Originally Posted by
iaflyer
My concern is that computational analysis is supposed to figure this out before the design is built. Why wasn't this figured out months/years ago?
Computational Analysis requires material properties to be assumed to be modeled. Those assumptions assume some uniformity across the materials - uniformity that is very difficult to obtain is large composite structures. Different loads are handled by different parts of the composite structure (fibers handle tensile stress only, fibers must be laid in varying directions to handle tensile loads in various directions, compression loads are handled by the epoxy filler, composite structures don't have traditional elastic/plastic properties, etc).

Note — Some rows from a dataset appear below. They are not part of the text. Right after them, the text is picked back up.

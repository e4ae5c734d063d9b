//! Render adapter
//!
//! Every game paints onto a fixed 100x100 logical surface. Renderers only get
//! `&self` access to the state they draw.

#[cfg(target_arch = "wasm32")]
pub mod canvas;
pub mod scene;

#[cfg(target_arch = "wasm32")]
pub use canvas::CanvasSurface;

/// Palette used by the arcade screens
#[derive(Debug, Clone, Copy, PartialEq, Eq)]
pub enum Color {
    Black,
    White,
    Red,
}

impl Color {
    /// CSS color string
    pub fn css(&self) -> &'static str {
        match self {
            Color::Black => "black",
            Color::White => "white",
            Color::Red => "red",
        }
    }
}

/// A 2D drawing target in logical units
pub trait Surface {
    /// Fill the whole surface
    fn clear(&mut self, color: Color);
    fn fill_rect(&mut self, x: f32, y: f32, width: f32, height: f32, color: Color);
}

/// Something that can paint itself onto a [`Surface`]
pub trait Render {
    fn render(&self, surface: &mut dyn Surface);
}
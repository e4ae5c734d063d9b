//! Hex color guessing game
//!
//! A random `RRGGBB` target is shown as a swatch; the player guesses its six
//! hex digits and learns which positions were right.

use rand::Rng;

use crate::sim::{SimRng, seeded};

/// Hex digits in a color code
pub const CODE_LEN: usize = 6;

const DIGITS: &[u8; 16] = b"0123456789ABCDEF";

/// Result of a guess
#[derive(Debug, Clone, Copy, PartialEq, Eq)]
pub enum GuessOutcome {
    /// Exact match; a new target was drawn
    Solved,
    /// Per-position matches
    Partial([bool; CODE_LEN]),
}

#[derive(Debug, Clone)]
pub struct ColorMind {
    target: [u8; CODE_LEN],
    last: Option<String>,
    matched: [bool; CODE_LEN],
    rng: SimRng,
}

impl ColorMind {
    pub fn new(seed: u64) -> Self {
        let mut rng = seeded(seed);
        let target = random_code(&mut rng);
        Self {
            target,
            last: None,
            matched: [false; CODE_LEN],
            rng,
        }
    }

    /// Target as six upper-case hex digits
    pub fn target(&self) -> &str {
        // DIGITS is ASCII
        std::str::from_utf8(&self.target).unwrap_or_default()
    }

    /// Target as a CSS color
    pub fn css(&self) -> String {
        format!("#{}", self.target())
    }

    /// Previous wrong guess, shown as a second swatch
    pub fn last(&self) -> Option<&str> {
        self.last.as_deref()
    }

    pub fn matched(&self) -> [bool; CODE_LEN] {
        self.matched
    }

    /// Draw a new target and forget previous guesses
    pub fn reroll(&mut self) {
        self.target = random_code(&mut self.rng);
        self.last = None;
        self.matched = [false; CODE_LEN];
        log::debug!("Color target rerolled");
    }

    /// Compare a guess digit by digit, case-insensitively.
    ///
    /// Missing or non-hex positions never match.
    pub fn guess(&mut self, guess: &str) -> GuessOutcome {
        let guess = guess.trim().to_ascii_uppercase();
        let bytes = guess.as_bytes();
        let mut matched = [false; CODE_LEN];
        for (i, slot) in matched.iter_mut().enumerate() {
            *slot = bytes.get(i) == Some(&self.target[i]);
        }

        if bytes.len() == CODE_LEN && matched.iter().all(|m| *m) {
            self.reroll();
            return GuessOutcome::Solved;
        }

        self.last = Some(guess);
        self.matched = matched;
        GuessOutcome::Partial(matched)
    }
}

fn random_code<R: Rng>(rng: &mut R) -> [u8; CODE_LEN] {
    std::array::from_fn(|_| DIGITS[rng.random_range(0..DIGITS.len())])
}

Large composite structures must have the fibers of the various layers oriented exactly, the epoxies applied uniformly and appropriately, and the pressure and heat applied precisely to obtain a "theoretical" curing - there is no way to measure actual curing and completeness of lamination. The best they can do is try to apply uniform pressure and place thermo-couples at strategic locations and hope that proper temperature patterns at those locations are indicative of proper temperature profiles throughout the part.
On the other hand, thousands of years of working with metals have led to processes that consistently produce materials that are uniform in properties that are easily modeled (compressive strength, tensile strength, ductility, etc).
Nothing is impossible, but this technology is being advanced as far in 20 years as it took metals 1,000 years to advance.